Illustration de Huckleberry Finn de Mark Twain

– Non, pour sûr.
– La métaphysique, alors ?
– Non plus.
– Est-ce une langue ?
– Non, ce n’est pas une langue.
– Un métier ?
– Nenni, vous n’y êtes point.
– Eh bien, qu’est-ce donc ?
– Voyez-vous, Monsieur, il se peut fort que je doive un jour prochain partir en Pèlerinage. Aussi m’efforcé-je de découvrir ce que font les autres dans mon cas, où se trouvent les Bourbiers et les Fourrés les plus périlleux sur la Route ; et, pareillement, quel est le meilleur type de Bâton. Si je reste allongé près de ce cours d’eau c’est aussi pour retenir par cœur une leçon qui, selon mon maître, a pour nom Paix et Contentement.
A ces mots, M. Je-Sais-Tout s’emporte violemment et, agitant sa canne d’une façon très menaçante, s’exclame : « Le Savoir, Sacrebleu ! J’aimerais voir tous les coquins de ton espèce châtiés par le Bourreau ! »Il passe alors son chemin, chiffonnant son jabot dans un froissement d’amidon, tel un dindon qui gonfle ses plumes.

Version originale :
If you look back on your own education, I am sure it will not be the full, vivid, instructive hours of truantry that you regret; you would rather cancel some lack-lustre periods between sleep and waking in the class. For my own part, I have attended a good many lectures in my time. I still remember that the spinning of a top is a case of Kinetic Stability. I still remember that Emphyteusis is not a disease, nor Stillicide a crime. But though I would not willingly part with such scraps of science, I do not set the same store by them as by certain other odds and ends that I came by in the open street while I was playing truant. This is not the moment to dilate on that mighty place of education, which was the favourite school of Dickens and of Balzac, and turns out yearly many inglorious masters in the Science of the Aspects of Life. Suffice it to say this: if a lad does not learn in the streets, it is because he has no faculty of learning. Nor is the truant always in the streets, for if he prefers, he may go out by the gardened suburbs into the country. He may pitch on some tuft of lilacs over a burn, and smoke innumerable pipes to the tune of the water on the stones. A bird will sing in the thicket. And there he may fall into a vein of kindly thought, and see things in a new perspective. Why, if this be not education, what is? We may conceive Mr. Worldly Wiseman accosting such an one, and the conversation that should thereupon ensue:-
"How now, young fellow, what dost thou here?"

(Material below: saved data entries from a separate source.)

use std::sync::{Arc, Mutex};
use tokio::task::JoinHandle;
use tokio::time::{Duration, Instant};

pub const TICK_PERIOD: Duration = Duration::from_secs(1);

/// Whole seconds since the survey was opened. Once stopped it never resumes.
#[derive(Debug, Default, Clone)]
pub struct Stopwatch {
    started: Option<Instant>,
    elapsed_secs: u64,
    stopped: bool,
}

impl Stopwatch {
    pub fn start(&mut self, now: Instant) {
        if self.started.is_none() && !self.stopped {
            self.started = Some(now);
            self.elapsed_secs = 0;
        }
    }

    pub fn tick(&mut self, now: Instant) -> u64 {
        if let (Some(started), false) = (self.started, self.stopped) {
            self.elapsed_secs = now.saturating_duration_since(started).as_secs();
        }
        self.elapsed_secs
    }

    pub fn stop(&mut self) {
        self.stopped = true;
    }

    pub fn is_stopped(&self) -> bool {
        self.stopped
    }

    pub fn is_running(&self) -> bool {
        self.started.is_some() && !self.stopped
    }

    pub fn elapsed_secs(&self) -> u64 {
        self.elapsed_secs
    }
}

/// Repeating task that ticks a shared [`Stopwatch`]. Ends on its own once the
/// stopwatch is stopped; dropping the handle cancels it as well.
pub struct Ticker {
    handle: JoinHandle<()>,
}

impl Ticker {
    pub fn spawn(stopwatch: Arc<Mutex<Stopwatch>>, period: Duration) -> Self {
        let handle = tokio::spawn(async move {
            let mut interval = tokio::time::interval_at(Instant::now() + period, period);
            loop {
                interval.tick().await;
                let Ok(mut watch) = stopwatch.lock() else {
                    break;
                };
                if watch.is_stopped() {
                    break;
                }
                watch.tick(Instant::now());
            }
            tracing::debug!("elapsed-time ticker finished");
        });
        Self { handle }
    }

    pub fn stop(&self) {
        self.handle.abort();
    }

    pub fn is_finished(&self) -> bool {
        self.handle.is_finished()
    }
}

impl Drop for Ticker {
    fn drop(&mut self) {
        self.handle.abort();
    }
}
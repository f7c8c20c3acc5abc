//! Remote API access.
//!
//! [`HttpGateway`] speaks the REST contract. The draft editor and the
//! response collector only see the narrow async traits below, so their state
//! machines can be driven by in-process fakes.

pub mod client;
pub mod error;
pub mod types;

pub use client::HttpGateway;
pub use error::{ErrorKind, GatewayError};
pub use types::{FileUpload, ResponseSubmission, SurveyAnalytics, User};

use async_trait::async_trait;

use crate::survey::{SurveyDefinition, SurveyDraft};

/// Authoring side: create a survey, then attach its cover.
#[async_trait]
pub trait SurveyGateway: Send + Sync {
    async fn create_survey(&self, draft: &SurveyDraft) -> Result<SurveyDefinition, GatewayError>;

    async fn upload_survey_cover(
        &self,
        survey_id: &str,
        cover: &FileUpload,
    ) -> Result<(), GatewayError>;
}

/// Respondent side, addressed by the public link token.
#[async_trait]
pub trait PublicGateway: Send + Sync {
    async fn get_public_survey(&self, unique_link: &str) -> Result<SurveyDefinition, GatewayError>;

    async fn submit_response(
        &self,
        unique_link: &str,
        submission: &ResponseSubmission,
    ) -> Result<(), GatewayError>;
}
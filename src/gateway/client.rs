use async_trait::async_trait;
use reqwest::header::ACCEPT;
use reqwest::multipart::{Form, Part};
use reqwest::{Client, Method, RequestBuilder, Url};
use serde::de::{DeserializeOwned, IgnoredAny};
use serde::Serialize;
use serde_json::Value;
use std::time::Duration;

use crate::auth::session::Session;
use crate::settings::Settings;
use crate::survey::{ImageRef, SurveyDefinition, SurveyDraft};

use super::error::GatewayError;
use super::types::{
    Envelope, FileUpload, LinkResponse, LoginRequest, LoginResponse, MeResponse, MessageResponse,
    RegisterRequest, ResponseSubmission, SurveyAnalytics, SurveyUpdate, User,
};
use super::{PublicGateway, SurveyGateway};

#[derive(Debug, serde::Deserialize)]
struct AvatarResponse {
    #[serde(default)]
    avatar: Option<ImageRef>,
}

/// JSON-over-HTTP client for the survey API. Attaches the session's bearer
/// token to every request when one is stored.
#[derive(Clone)]
pub struct HttpGateway {
    client: Client,
    base_url: Url,
    session: Session,
}

impl HttpGateway {
    pub fn new(
        base_url: impl Into<String>,
        timeout: Duration,
        session: Session,
    ) -> Result<Self, GatewayError> {
        let raw = base_url.into();
        let base_url = Url::parse(raw.trim_end_matches('/'))
            .map_err(|e| GatewayError::InvalidUrl(format!("{raw}: {e}")))?;
        if base_url.cannot_be_a_base() {
            return Err(GatewayError::InvalidUrl(raw));
        }
        let client = Client::builder().timeout(timeout).build()?;
        Ok(Self {
            client,
            base_url,
            session,
        })
    }

    pub fn from_settings(settings: &Settings, session: Session) -> Result<Self, GatewayError> {
        Self::new(
            settings.api_base_url.clone(),
            Duration::from_secs(settings.request_timeout_secs.max(1)),
            session,
        )
    }

    pub fn session(&self) -> &Session {
        &self.session
    }

    /// Appends `path` to the base URL one segment at a time, so ids and
    /// link tokens are percent-encoded and cannot change the route.
    fn url(&self, path: &[&str]) -> Url {
        let mut url = self.base_url.clone();
        if let Ok(mut segments) = url.path_segments_mut() {
            segments.pop_if_empty().extend(path);
        }
        url
    }

    fn builder(&self, method: Method, path: &[&str]) -> RequestBuilder {
        let url = self.url(path);
        let mut request = self
            .client
            .request(method, url)
            .header(ACCEPT, "application/json");
        match self.session.token() {
            Ok(Some(token)) => request = request.bearer_auth(token),
            Ok(None) => {}
            Err(err) => tracing::warn!(error = %err, "unable to read session token"),
        }
        request
    }

    async fn execute<T: DeserializeOwned>(
        &self,
        request: RequestBuilder,
        path: &[&str],
    ) -> Result<T, GatewayError> {
        let endpoint = format!("/{}", path.join("/"));
        let endpoint = endpoint.as_str();
        let response = request.send().await.map_err(|err| {
            tracing::error!(endpoint, error = %err, "API request failed");
            GatewayError::from(err)
        })?;
        let status = response.status();
        let body = response.text().await?;
        if !status.is_success() {
            let err = GatewayError::from_response(status.as_u16(), &body);
            tracing::warn!(endpoint, status = status.as_u16(), kind = ?err.kind(), "API error: {err}");
            return Err(err);
        }
        tracing::debug!(endpoint, status = status.as_u16(), "API response");
        serde_json::from_str(&body).map_err(|e| GatewayError::Decode(format!("{endpoint}: {e}")))
    }

    async fn get<T: DeserializeOwned>(&self, path: &[&str]) -> Result<T, GatewayError> {
        self.execute(self.builder(Method::GET, path), path).await
    }

    async fn send<B, T>(&self, method: Method, path: &[&str], body: &B) -> Result<T, GatewayError>
    where
        B: Serialize + ?Sized + Sync,
        T: DeserializeOwned,
    {
        self.execute(self.builder(method, path).json(body), path)
            .await
    }

    async fn send_empty<T: DeserializeOwned>(
        &self,
        method: Method,
        path: &[&str],
    ) -> Result<T, GatewayError> {
        self.execute(self.builder(method, path), path).await
    }

    async fn upload<T: DeserializeOwned>(
        &self,
        path: &[&str],
        field: &'static str,
        file: &FileUpload,
    ) -> Result<T, GatewayError> {
        let part = Part::bytes(file.bytes.clone())
            .file_name(file.file_name.clone())
            .mime_str(&file.mime)?;
        let form = Form::new().part(field, part);
        self.execute(self.builder(Method::POST, path).multipart(form), path)
            .await
    }

    // Auth

    pub async fn register(&self, request: &RegisterRequest) -> Result<MessageResponse, GatewayError> {
        self.send(Method::POST, &["auth", "register"], request).await
    }

    pub async fn login(&self, request: &LoginRequest) -> Result<LoginResponse, GatewayError> {
        self.send(Method::POST, &["auth", "login"], request).await
    }

    pub async fn me(&self) -> Result<User, GatewayError> {
        let response: MeResponse = self.get(&["auth", "me"]).await?;
        Ok(response.user)
    }

    pub async fn verify_email(&self, token: &str) -> Result<MessageResponse, GatewayError> {
        self.send_empty(Method::PUT, &["auth", "verify-email", token])
            .await
    }

    pub async fn resend_verification(&self, email: &str) -> Result<MessageResponse, GatewayError> {
        self.send(
            Method::POST,
            &["auth", "resend-verification"],
            &serde_json::json!({ "email": email }),
        )
        .await
    }

    pub async fn forgot_password(&self, email: &str) -> Result<MessageResponse, GatewayError> {
        self.send(
            Method::POST,
            &["auth", "forgot-password"],
            &serde_json::json!({ "email": email }),
        )
        .await
    }

    pub async fn reset_password(
        &self,
        token: &str,
        password: &str,
    ) -> Result<MessageResponse, GatewayError> {
        self.send(
            Method::PUT,
            &["auth", "reset-password", token],
            &serde_json::json!({ "password": password }),
        )
        .await
    }

    // Surveys

    pub async fn list_surveys(&self) -> Result<Vec<SurveyDefinition>, GatewayError> {
        let envelope: Envelope<Option<Vec<SurveyDefinition>>> = self.get(&["surveys"]).await?;
        Ok(envelope.data.unwrap_or_default())
    }

    pub async fn get_survey(&self, id: &str) -> Result<SurveyDefinition, GatewayError> {
        let envelope: Envelope<SurveyDefinition> = self.get(&["surveys", id]).await?;
        Ok(envelope.data)
    }

    pub async fn update_survey(&self, id: &str, update: &SurveyUpdate) -> Result<(), GatewayError> {
        let _: IgnoredAny = self
            .send(Method::PUT, &["surveys", id], update)
            .await?;
        Ok(())
    }

    pub async fn delete_survey(&self, id: &str) -> Result<(), GatewayError> {
        let _: IgnoredAny = self
            .send_empty(Method::DELETE, &["surveys", id])
            .await?;
        Ok(())
    }

    /// Issues a fresh public token; the previous link stops working.
    pub async fn regenerate_link(&self, id: &str) -> Result<String, GatewayError> {
        let envelope: Envelope<LinkResponse> = self
            .send_empty(Method::POST, &["surveys", id, "regenerate-link"])
            .await?;
        Ok(envelope.data.unique_link)
    }

    pub async fn survey_stats(&self, id: &str) -> Result<Value, GatewayError> {
        self.get(&["surveys", id, "stats"]).await
    }

    pub async fn survey_analytics(&self, id: &str) -> Result<SurveyAnalytics, GatewayError> {
        let envelope: Envelope<Option<SurveyAnalytics>> =
            self.get(&["surveys", id, "analytics"]).await?;
        Ok(envelope.data.unwrap_or_default())
    }

    pub async fn public_results(&self, unique_link: &str) -> Result<Value, GatewayError> {
        self.get(&["public", "survey", unique_link, "results"])
            .await
    }

    // Uploads

    pub async fn upload_avatar(&self, file: &FileUpload) -> Result<Option<ImageRef>, GatewayError> {
        let envelope: Envelope<AvatarResponse> =
            self.upload(&["upload", "avatar"], "avatar", file).await?;
        Ok(envelope.data.avatar)
    }

    pub async fn delete_avatar(&self) -> Result<(), GatewayError> {
        let _: IgnoredAny = self.send_empty(Method::DELETE, &["upload", "avatar"]).await?;
        Ok(())
    }

    pub async fn delete_survey_cover(&self, survey_id: &str) -> Result<(), GatewayError> {
        let _: IgnoredAny = self
            .send_empty(Method::DELETE, &["upload", "survey", survey_id, "cover"])
            .await?;
        Ok(())
    }
}

#[async_trait]
impl SurveyGateway for HttpGateway {
    async fn create_survey(&self, draft: &SurveyDraft) -> Result<SurveyDefinition, GatewayError> {
        let envelope: Envelope<SurveyDefinition> =
            self.send(Method::POST, &["surveys"], draft).await?;
        tracing::info!(survey_id = %envelope.data.id, "survey created");
        Ok(envelope.data)
    }

    async fn upload_survey_cover(
        &self,
        survey_id: &str,
        cover: &FileUpload,
    ) -> Result<(), GatewayError> {
        let _: IgnoredAny = self
            .upload(&["upload", "survey", survey_id, "cover"], "cover", cover)
            .await?;
        Ok(())
    }
}

#[async_trait]
impl PublicGateway for HttpGateway {
    async fn get_public_survey(&self, unique_link: &str) -> Result<SurveyDefinition, GatewayError> {
        let envelope: Envelope<SurveyDefinition> =
            self.get(&["public", "survey", unique_link]).await?;
        Ok(envelope.data)
    }

    async fn submit_response(
        &self,
        unique_link: &str,
        submission: &ResponseSubmission,
    ) -> Result<(), GatewayError> {
        let _: IgnoredAny = self
            .send(
                Method::POST,
                &["public", "survey", unique_link, "submit"],
                submission,
            )
            .await?;
        tracing::info!(unique_link, answers = submission.answers.len(), "response submitted");
        Ok(())
    }
}
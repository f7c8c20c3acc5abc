use serde::{Deserialize, Serialize};
use std::fs;
use std::path::{Path, PathBuf};

pub const ENV_API_URL: &str = "EMOTI_GAUGE_API_URL";
pub const ENV_PUBLIC_ORIGIN: &str = "EMOTI_GAUGE_PUBLIC_ORIGIN";
pub const ENV_DATA_DIR: &str = "EMOTI_GAUGE_DATA_DIR";

const DEFAULT_DATA_DIR: &str = ".emoti-gauge";

#[derive(Serialize, Deserialize, Clone, Debug, PartialEq)]
#[serde(rename_all = "camelCase")]
pub struct Settings {
    pub api_base_url: String,
    pub public_origin: String,
    pub data_dir: String,
    pub request_timeout_secs: u64,
    #[serde(default)]
    pub log_filter: Option<String>,
}

impl Settings {
    pub fn default_for(data_dir: &Path) -> Self {
        Self {
            api_base_url: "http://localhost:5010/api".to_string(),
            public_origin: "http://localhost:5173".to_string(),
            data_dir: data_dir.to_string_lossy().to_string(),
            request_timeout_secs: 30,
            log_filter: None,
        }
    }

    pub fn store_path(&self) -> PathBuf {
        PathBuf::from(&self.data_dir).join("store.sqlite3")
    }

    pub fn log_filter_or_default(&self) -> String {
        self.log_filter
            .clone()
            .filter(|f| !f.trim().is_empty())
            .unwrap_or_else(|| "emoti_gauge=info".to_string())
    }

    fn apply_env(mut self) -> Self {
        if let Some(url) = env_value(ENV_API_URL) {
            self.api_base_url = url;
        }
        if let Some(origin) = env_value(ENV_PUBLIC_ORIGIN) {
            self.public_origin = origin;
        }
        self
    }
}

fn env_value(name: &str) -> Option<String> {
    std::env::var(name).ok().filter(|v| !v.trim().is_empty())
}

/// Data directory: explicit argument, then environment, then `.emoti-gauge`.
pub fn resolve_data_dir(explicit: Option<PathBuf>) -> PathBuf {
    explicit
        .filter(|p| !p.as_os_str().is_empty())
        .or_else(|| env_value(ENV_DATA_DIR).map(PathBuf::from))
        .unwrap_or_else(|| PathBuf::from(DEFAULT_DATA_DIR))
}

pub fn settings_path(data_dir: &Path) -> PathBuf {
    data_dir.join("settings.json")
}

pub fn load_settings(data_dir: &Path) -> Result<Settings, String> {
    let path = settings_path(data_dir);
    if !path.exists() {
        let defaults = Settings::default_for(data_dir);
        save_settings(data_dir, &defaults)?;
        return Ok(defaults.apply_env());
    }
    let raw =
        fs::read_to_string(&path).map_err(|e| format!("Unable to read {}: {e}", path.display()))?;
    if raw.trim().is_empty() {
        let defaults = Settings::default_for(data_dir);
        save_settings(data_dir, &defaults)?;
        return Ok(defaults.apply_env());
    }
    let settings: Settings =
        serde_json::from_str(&raw).map_err(|e| format!("Invalid settings JSON: {e}"))?;
    Ok(settings.apply_env())
}

pub fn save_settings(data_dir: &Path, settings: &Settings) -> Result<(), String> {
    let path = settings_path(data_dir);
    if let Some(parent) = path.parent() {
        fs::create_dir_all(parent).map_err(|e| e.to_string())?;
    }
    let payload = serde_json::to_string_pretty(settings).map_err(|e| e.to_string())?;
    fs::write(&path, payload).map_err(|e| format!("Unable to write {}: {e}", path.display()))
}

"Truly, sir, I take mine ease."
"Is not this the hour of the class? and should'st thou not be plying thy Book with diligence, to the end thou mayest obtain knowledge?"
"Nay, but thus also I follow after Learning, by your leave."
"Learning, quotha! After what fashion, I pray thee? Is it mathematics?"
"No, to be sure."
"Is it metaphysics?"
"Nor that."
"Is it some language?"
"Nay, it is no language."
"Is it a trade?"
"Nor a trade neither."
"Why, then, what is't?"
"Indeed, sir, as a time may soon come for me to go upon Pilgrimage, I am desirous to note what is commonly done by persons in my case, and where are the ugliest Sloughs and Thickets on the Road; as also, what manner of Staff is of the best service. Moreover, I lie here, by this water, to learn by root-of-heart a lesson which my master teaches me to call Peace, or Contentment."
Hereupon Mr. Worldly Wiseman was much commoved with passion, and shaking his cane with a very threatful countenance, broke forth upon this wise: "Learning, quotha!" said he; "I would have all such rogues scourged by the Hangman!"
And so he would go his way, ruffling out his cravat with a crackle of starch, like a turkey when it spread its feathers.